» **WORK TASK**:
Please give the listing again, word for word, with nothing left out.

» **DATASET CONTENT**:
<<<<

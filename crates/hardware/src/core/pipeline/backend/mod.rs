//! Back ends of the multi-track pipeline organizations.

/// Dual-track (R/I) back end and its engine.
pub mod dual_track;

>>>>

» **SOLUTION FOR THIS TASK**:
filename crates/hardware/src/core/pipeline/backend/mod.rs
//! Back ends of the multi-track pipeline organizations.

/// Dual-track (R/I) back end and its engine.
pub mod dual_track;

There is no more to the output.